Mercoledì 24 Aprile 2024

La ricostruzione fra ritardi e paesi svuotati

Flavio

Nardini

A sei anni dal terremoto nel Centro Italia ci sono alcuni numeri che dovrebbero far riflettere. Più dei ritardi, più delle false promesse, più dei soliti ritornelli ormai stonati. Dal 2016 ad oggi Arquata ha perso il 17% degli abitanti (erano 1.187, sono 985), Accumoli il 16,7% (da 655 a 546), Amatrice il 13,3% (da 2.639 a 2.289). I piccoli borghi devastati dalle terribili scosse che nel giro di pochi mesi si portarano via tutto, vite e case, stanno pian piano scomparendo.

È il triste destino di un pezzo d’Italia lasciato indietro nonostante fiumi di parole, governi che si sono passati invano il testimone, lasciando soli amministratori locali impotenti e cittadini spaesati. E adesso che, dalle Marche al Lazio, qualcosa si sta finalmente muovendo, i paesi scoprono i cantieri ma faticano ad avere grandi speranze: nelle casette ci sono ancora troppe persone che tremano al pensiero dell’inverno di restrizioni e freddo in arrivo, troppi punti interrogativi. La voglia di lottare ha lasciato il posto alla rassegnazione, anche se la gente di montagna è abituata a far fronte alle difficoltà, lavorare a testa bassa e ripartire.

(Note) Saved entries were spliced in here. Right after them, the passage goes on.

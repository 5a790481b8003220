//! Data models for feature attributes.

use serde::{Deserialize, Serialize};
use std::collections::HashMap;

/// A typed attribute value carried by a feature.
///
/// Deserializes from plain JSON scalars: `null`, booleans, integers that fit
/// in `i64`, any other number, and strings.
///
/// # Examples
///
/// ```
/// use utfgrid::models::FeatureValue;
///
/// let int: FeatureValue = serde_json::from_str("42").unwrap();
/// let float: FeatureValue = serde_json::from_str("4.5").unwrap();
/// let text: FeatureValue = serde_json::from_str("\"Main St\"").unwrap();
///
/// assert_eq!(int, FeatureValue::Int(42));
/// assert_eq!(float, FeatureValue::Float(4.5));
/// assert_eq!(text, FeatureValue::String("Main St".to_string()));
/// ```
#[derive(Debug, Clone, PartialEq, Serialize, Deserialize)]
#[serde(untagged)]
pub enum FeatureValue {
    Null,
    Bool(bool),
    Int(i64),
    Float(f64),
    String(String),
}

impl FeatureValue {
    /// Convert to a JSON value, or `None` when the value must be left out of
    /// the feature object (null, and floats JSON cannot represent).
    pub fn to_json(&self) -> Option<serde_json::Value> {
        match self {
            FeatureValue::Null => None,
            FeatureValue::Bool(b) => Some(serde_json::Value::Bool(*b)),
            FeatureValue::Int(i) => Some(serde_json::Value::from(*i)),
            FeatureValue::Float(f) => serde_json::Number::from_f64(*f).map(serde_json::Value::Number),
            FeatureValue::String(s) => Some(serde_json::Value::String(s.clone())),
        }
    }

    /// Returns true if this is `Null`
    pub fn is_null(&self) -> bool {
        matches!(self, FeatureValue::Null)
    }
}

impl From<bool> for FeatureValue {
    fn from(v: bool) -> Self {
        FeatureValue::Bool(v)
    }
}

impl From<i64> for FeatureValue {
    fn from(v: i64) -> Self {
        FeatureValue::Int(v)
    }
}

impl From<f64> for FeatureValue {
    fn from(v: f64) -> Self {
        FeatureValue::Float(v)
    }
}

impl From<&str> for FeatureValue {
    fn from(v: &str) -> Self {
        FeatureValue::String(v.to_string())
    }
}

impl From<String> for FeatureValue {
    fn from(v: String) -> Self {
        FeatureValue::String(v)
    }
}

/// Attribute values of one feature, keyed by field name.
#[derive(Debug, Clone, Default, PartialEq, Serialize, Deserialize)]
#[serde(transparent)]
pub struct FeatureRecord {
    attributes: HashMap<String, FeatureValue>,
}

impl FeatureRecord {
    pub fn new() -> Self {
        Self::default()
    }

    /// Builder-style insert.
    pub fn with(mut self, field: impl Into<String>, value: impl Into<FeatureValue>) -> Self {
        self.insert(field, value);
        self
    }

    pub fn insert(&mut self, field: impl Into<String>, value: impl Into<FeatureValue>) {
        self.attributes.insert(field.into(), value.into());
    }

    /// Returns the value of `field` if the feature carries it.
    pub fn get(&self, field: &str) -> Option<&FeatureValue> {
        self.attributes.get(field)
    }

    pub fn has_field(&self, field: &str) -> bool {
        self.attributes.contains_key(field)
    }

    pub fn len(&self) -> usize {
        self.attributes.len()
    }

    pub fn is_empty(&self) -> bool {
        self.attributes.is_empty()
    }
}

Il treno della ricostruzione era già partito in ritardo, poi ha dovuto far fronte a due fermate brusche, inaspettate. Prima la pandemia, poi il Superbonus, con la maggior parte delle ditte che ha preferito andare a lavorare altrove, dove i guadagni erano maggiori, invece di sporcarsi le mani nel post sisma. Ed ora che il treno sembra ripartito ci accorgiamo che all’arrivo rischia di non trovare nessuno. La missione vera non è soltanto ricostruire cose, bisogna ripartire dal lato umano: Accumoli, Amatrice, Arquata e tanti piccoli paesini hanno prima di tutto necessità di persone. Per rinascere dalle macerie del sisma serve la vita.